Smooth muscle cell arachidonic acid release, migration, and proliferation are markedly attenuated in mice null for calcium-independent phospholipase A₂β

Pharmacologic evidence suggests that the lipid products generated by one or more calcium-independent phospholipases A₂ (iPLA₂s) participate in the regulation of vascular tone through smooth muscle cell (SMC) Ca²⁺ signaling and the release of arachidonic acid. However, the recent identification of new members of the iPLA₂ family, each inhibitable by (E)-6-(bromomethylene)-3-(1-naphthalenyl)-2H-tetrahydropyran-2- one, has rendered definitive identification of the specific enzyme(s) mediating these processes difficult.
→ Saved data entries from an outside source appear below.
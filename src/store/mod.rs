use async_trait::async_trait;
use time::{OffsetDateTime, UtcOffset};
use uuid::Uuid;

mod memory;
mod postgres;
mod types;

pub use memory::MemoryStore;
pub use postgres::PgStore;
pub use types::{ActivityEvent, NewUser, User};

#[derive(Debug, thiserror::Error)]
pub enum StoreError {
    /// A unique constraint (the user email) rejected the write.
    #[error("duplicate key")]
    Duplicate,
    #[error(transparent)]
    Other(#[from] anyhow::Error),
}

impl From<sqlx::Error> for StoreError {
    fn from(e: sqlx::Error) -> Self {
        match &e {
            sqlx::Error::Database(db) if db.is_unique_violation() => StoreError::Duplicate,
            _ => StoreError::Other(e.into()),
        }
    }
}

/// Persisted user records.
#[async_trait]
pub trait UserStore: Send + Sync {
    async fn find_by_email(&self, email: &str) -> Result<Option<User>, StoreError>;
    async fn find_by_id(&self, id: Uuid) -> Result<Option<User>, StoreError>;
    /// Fails with `StoreError::Duplicate` when the email is taken.
    async fn create(&self, user: NewUser) -> Result<User, StoreError>;
    async fn update_name(&self, id: Uuid, first_name: &str, last_name: &str)
        -> Result<Option<User>, StoreError>;
    async fn update_password(&self, id: Uuid, password_hash: &str) -> Result<(), StoreError>;
    async fn mark_email_verified(&self, id: Uuid) -> Result<(), StoreError>;
    /// Sets `last_session` and, for sign-in requests, bumps `login_count`.
    async fn touch_session(&self, id: Uuid, at: OffsetDateTime, count_login: bool)
        -> Result<(), StoreError>;
    async fn list(&self) -> Result<Vec<User>, StoreError>;
    async fn count(&self) -> Result<i64, StoreError>;
}

/// Append-only activity log.
#[async_trait]
pub trait ActivityStore: Send + Sync {
    async fn append(&self, event: ActivityEvent) -> Result<(), StoreError>;
    /// Distinct users with at least one event at or after `since`.
    async fn count_active_users_since(&self, since: OffsetDateTime) -> Result<i64, StoreError>;
    /// Distinct (user, calendar day) pairs at or after `since`; days are taken in `offset`.
    async fn count_active_user_days_since(
        &self,
        since: OffsetDateTime,
        offset: UtcOffset,
    ) -> Result<i64, StoreError>;
}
Accordingly, we used iPLA₂β ^-/- mice to demonstrate that iPLA₂β is responsible for the majority of thapsigargin and ionophore (A23187)-induced arachidonic acid release from SMCs. Both thapsigargin and A23187 stimulated robust [ ³H]arachidonate (AA) release from wild-type aortic SMCs that was dramatically attenuated in iPLA₂β^-/- mice (>80% reduction at 5 min; p < 0.01). Moreover, iPLA₂β^-/- mice displayed defects in SMC Ca²⁺ homeostasis and decreased SMC migration and proliferation in a model of vascular injury. Ca²⁺-store depletion resulted in the rapid entry of external Ca²⁺ into wild-type aortic SMCs that was significantly slower in iPLA₂β- null cells (p < 0.01). Furthermore, SMCs from iPLA₂β-null mesenteric arterial explants demonstrated decreased proliferation and migration. The defects in migration and proliferation in iPLA₂β-null SMCs were restored by 2 μM AA. Remarkably, the cyclooxygenase-2-specific inhibitor, NS-398, prevented AA-induced rescue of SMCmigration and proliferation in iPLA₂β^-/- mice. Moreover, PGE₂ alone rescued proliferation and migration in iPLA₂β^-/- mice. We conclude that iPLA₂β is an important mediator of AA release and prostaglandin E₂ production in SMCs, modulating vascular tone, cellular signaling, proliferation, and migration.